Work instructions -> Find every line below that contains the word "super" and copy it out.
*** Records for the task
pub mod s3;

use async_trait::async_trait;
use bytes::Bytes;
use serde::Deserialize;
use thiserror::Error;

/// Failures reported by the object storage provider.
#[derive(Debug, Error)]
pub enum StorageError {
    /// The bucket exists and already belongs to the calling account.
    #[error("Bucket {bucket} already exists and is owned by you")]
    BucketAlreadyOwned { bucket: String },

    #[error("{operation} failed{}: {message}", .code.as_deref().map(|c| format!(" ({c})")).unwrap_or_default())]
    Provider {
        operation: &'static str,
        code: Option<String>,
        message: String,
    },
}

impl StorageError {
    /// Builds a provider error from a raw message, extracting `code` and
    /// `message` when the text carries a JSON payload after a prefix such as
    /// `Failed to create a multipart upload on S3 {"message":...}`.
    pub fn from_raw(operation: &'static str, raw: &str) -> Self {
        #[derive(Deserialize)]
        struct Payload {
            message: Option<String>,
            code: Option<String>,
        }

        let parsed = raw
            .find('{')
            .and_then(|start| serde_json::from_str::<Payload>(&raw[start..]).ok());

        match parsed {
            Some(Payload {
                message: Some(message),
                code,
            }) => StorageError::Provider {
                operation,
                code,
                message,
            },
            _ => StorageError::Provider {
                operation,
                code: None,
                message: raw.trim().to_string(),
            },
        }
    }

    pub fn code(&self) -> Option<&str> {
        match self {
            StorageError::BucketAlreadyOwned { .. } => Some("BucketAlreadyOwnedByYou"),
            StorageError::Provider { code, .. } => code.as_deref(),
        }
    }
}

/// Bucket and key of an object being written.
#[derive(Debug, Clone, PartialEq, Eq)]
pub struct ObjectTarget {
    pub bucket: String,
    pub key: String,
}

#[derive(Debug, Clone, PartialEq, Eq)]
pub struct UploadedPart {
    pub part_number: i32,
    pub e_tag: String,
}

#[derive(Debug, Clone, Default, PartialEq, Eq)]
pub struct CompletedUpload {
    pub location: Option<String>,
    pub e_tag: Option<String>,
}

/// Object storage operations used by the bucket manager and the uploader.
///
/// Multipart uploads are created with the `authenticated-read` ACL and the
/// reduced-redundancy storage class.
#[async_trait]
pub trait ObjectStore: Send + Sync {
    /// Returns the bucket location reported by the provider, if any.
    async fn create_bucket(&self, bucket: &str, region: &str) -> Result<Option<String>, StorageError>;

    async fn delete_bucket(&self, bucket: &str, region: &str) -> Result<(), StorageError>;

    /// Returns the upload id.
    async fn create_multipart_upload(&self, target: &ObjectTarget) -> Result<String, StorageError>;

    async fn upload_part(
        &self,
        target: &ObjectTarget,
        upload_id: &str,
        part_number: i32,
        body: Bytes,
    ) -> Result<UploadedPart, StorageError>;

    async fn complete_multipart_upload(
        &self,
        target: &ObjectTarget,
        upload_id: &str,
        parts: Vec<UploadedPart>,
    ) -> Result<CompletedUpload, StorageError>;

    async fn abort_multipart_upload(&self, target: &ObjectTarget, upload_id: &str) -> Result<(), StorageError>;

    /// Public URL of an object, used when the provider does not report one.
    fn object_url(&self, target: &ObjectTarget) -> String {
        format!("https://{}.s3.amazonaws.com/{}", target.bucket, target.key)
    }
}

#[cfg(test)]
mod tests {
    use super::*;

    #[test]
    fn raw_error_with_json_payload_is_parsed() {
        let raw = r#"Failed to create a multipart upload on S3: {"message":"Inaccessible host: `s3-us-west-2.amazonaws.com'.","code":"UnknownEndpoint","region":"us-west-2","retryable":true}"#;

        match StorageError::from_raw("CreateMultipartUpload", raw) {
            StorageError::Provider { code, message, .. } => {
                assert_eq!(code.as_deref(), Some("UnknownEndpoint"));
                assert_eq!(message, "Inaccessible host: `s3-us-west-2.amazonaws.com'.");
            }
            other => panic!("unexpected error: {other:?}"),
        }
    }

    #[test]
    fn raw_error_without_payload_is_kept_verbatim() {
        let raw = "Failed to create a multipart upload on S3 {not json";

        match StorageError::from_raw("CreateMultipartUpload", raw) {
            StorageError::Provider { code, message, .. } => {
                assert!(code.is_none());
                assert_eq!(message, raw);
            }
            other => panic!("unexpected error: {other:?}"),
        }
    }

    #[test]
    fn provider_error_display_includes_code() {
        let err = StorageError::Provider {
            operation: "DeleteBucket",
            code: Some("BucketNotEmpty".into()),
            message: "The bucket you tried to delete is not empty".into(),
        };
        assert_eq!(
            err.to_string(),
            "DeleteBucket failed (BucketNotEmpty): The bucket you tried to delete is not empty"
        );
    }
}
//! AWS shared-credentials file loader.
//!
//! Reads `<home>/.aws/credentials` and pulls the access key pair out of the
//! quoted `aws_access_key_id = "..."` / `aws_secret_access_key = "..."` lines.

use std::path::{Path, PathBuf};
use std::sync::LazyLock;

use regex::Regex;
use serde::Serialize;
use tracing::{debug, info};
use utoipa::ToSchema;

use super::ConfigError;
use super::env::{self, EnvKey};

static ACCESS_KEY_RE: LazyLock<Regex> =
    LazyLock::new(|| Regex::new(r#"aws_access_key_id\s*=\s*['"](.*)['"]"#).expect("valid regex"));

static SECRET_KEY_RE: LazyLock<Regex> = LazyLock::new(|| {
    Regex::new(r#"aws_secret_access_key\s*=\s*['"](.*)['"]"#).expect("valid regex")
});

#[derive(Clone, PartialEq, Eq, Serialize, ToSchema)]
pub struct AwsKeyPair {
    pub aws_access_key_id: String,
    pub aws_secret_access_key: String,
}

impl std::fmt::Debug for AwsKeyPair {
    fn fmt(&self, f: &mut std::fmt::Formatter<'_>) -> std::fmt::Result {
        f.debug_struct("AwsKeyPair")
            .field("aws_access_key_id", &self.aws_access_key_id)
            .field("aws_secret_access_key", &"<redacted>")
            .finish()
    }
}

/// `<home>/.aws/credentials`, using `HOMEPATH` on Windows and `HOME` elsewhere.
pub fn default_path() -> Result<PathBuf, ConfigError> {
    let home_key = if cfg!(windows) { EnvKey::HomePath } else { EnvKey::Home };
    let home = env::get(home_key)?;
    Ok(Path::new(&home).join(".aws").join("credentials"))
}

pub async fn load() -> Result<AwsKeyPair, ConfigError> {
    let path = default_path()?;
    load_from(&path).await
}

pub async fn load_from(path: &Path) -> Result<AwsKeyPair, ConfigError> {
    debug!("Reading AWS credentials from {}", path.display());

    let contents = tokio::fs::read_to_string(path)
        .await
        .map_err(|e| ConfigError::from_io(path.to_path_buf(), e))?;

    let keys = parse(&contents)?;
    info!("Loaded AWS credentials for key {}", keys.aws_access_key_id);
    Ok(keys)
}

/// Both keys must be present; nothing is returned otherwise.
pub fn parse(contents: &str) -> Result<AwsKeyPair, ConfigError> {
    let aws_access_key_id = capture(&ACCESS_KEY_RE, contents).ok_or(ConfigError::MissingAccessKey)?;
    let aws_secret_access_key =
        capture(&SECRET_KEY_RE, contents).ok_or(ConfigError::MissingSecretKey)?;

    Ok(AwsKeyPair {
        aws_access_key_id,
        aws_secret_access_key,
    })
}

fn capture(re: &Regex, contents: &str) -> Option<String> {
    re.captures(contents)
        .and_then(|caps| caps.get(1))
        .map(|m| m.as_str().to_string())
        .filter(|value| !value.is_empty())
}

#[cfg(test)]
mod tests {
    use super::*;

    #[test]
    fn parses_double_quoted_keys() {
        let contents = "[default]\naws_access_key_id = \"AKIA123\"\naws_secret_access_key = \"secret456\"\n";

        let keys = parse(contents).unwrap();
        assert_eq!(keys.aws_access_key_id, "AKIA123");
        assert_eq!(keys.aws_secret_access_key, "secret456");
    }

    #[test]
    fn parses_single_quoted_keys_without_spaces() {
        let contents = "aws_access_key_id='AKIAXYZ'\naws_secret_access_key='abc/def+ghi'";

        let keys = parse(contents).unwrap();
        assert_eq!(keys.aws_access_key_id, "AKIAXYZ");
        assert_eq!(keys.aws_secret_access_key, "abc/def+ghi");
    }

    #[test]
    fn missing_access_key_is_an_error() {
        let err = parse("aws_secret_access_key = \"secret456\"").unwrap_err();
        assert!(matches!(err, ConfigError::MissingAccessKey));
    }

    #[test]
    fn missing_secret_key_is_an_error() {
        let err = parse("aws_access_key_id = \"AKIA123\"").unwrap_err();
        assert!(matches!(err, ConfigError::MissingSecretKey));
    }

    #[test]
    fn unquoted_values_do_not_match() {
        let contents = "aws_access_key_id = AKIA123\naws_secret_access_key = secret456";
        assert!(parse(contents).is_err());
    }

    #[test]
    fn debug_output_hides_the_secret() {
        let keys = AwsKeyPair {
            aws_access_key_id: "AKIA123".into(),
            aws_secret_access_key: "secret456".into(),
        };
        let rendered = format!("{:?}", keys);
        assert!(rendered.contains("AKIA123"));
        assert!(!rendered.contains("secret456"));
    }

    #[tokio::test]
    async fn load_from_missing_file_reports_the_path() {
        let path = std::env::temp_dir().join(format!("brenda-missing-{}", uuid::Uuid::new_v4()));

        let err = load_from(&path).await.unwrap_err();
        match err {
            ConfigError::MissingFile(p) => assert_eq!(p, path),
            other => panic!("unexpected error: {other:?}"),
        }
    }

    #[tokio::test]
    async fn load_from_reads_the_file() {
        let path = std::env::temp_dir().join(format!("brenda-credentials-{}", uuid::Uuid::new_v4()));
        tokio::fs::write(
            &path,
            "[default]\naws_access_key_id = \"AKIA123\"\naws_secret_access_key = \"secret456\"\n",
        )
        .await
        .unwrap();

        let keys = load_from(&path).await.unwrap();
        tokio::fs::remove_file(&path).await.ok();

        assert_eq!(
            keys,
            AwsKeyPair {
                aws_access_key_id: "AKIA123".into(),
                aws_secret_access_key: "secret456".into(),
            }
        );
    }
}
******
Result for this exercise ->
    use super::*;
use super::ConfigError;
use super::env::{self, EnvKey};
    use super::*;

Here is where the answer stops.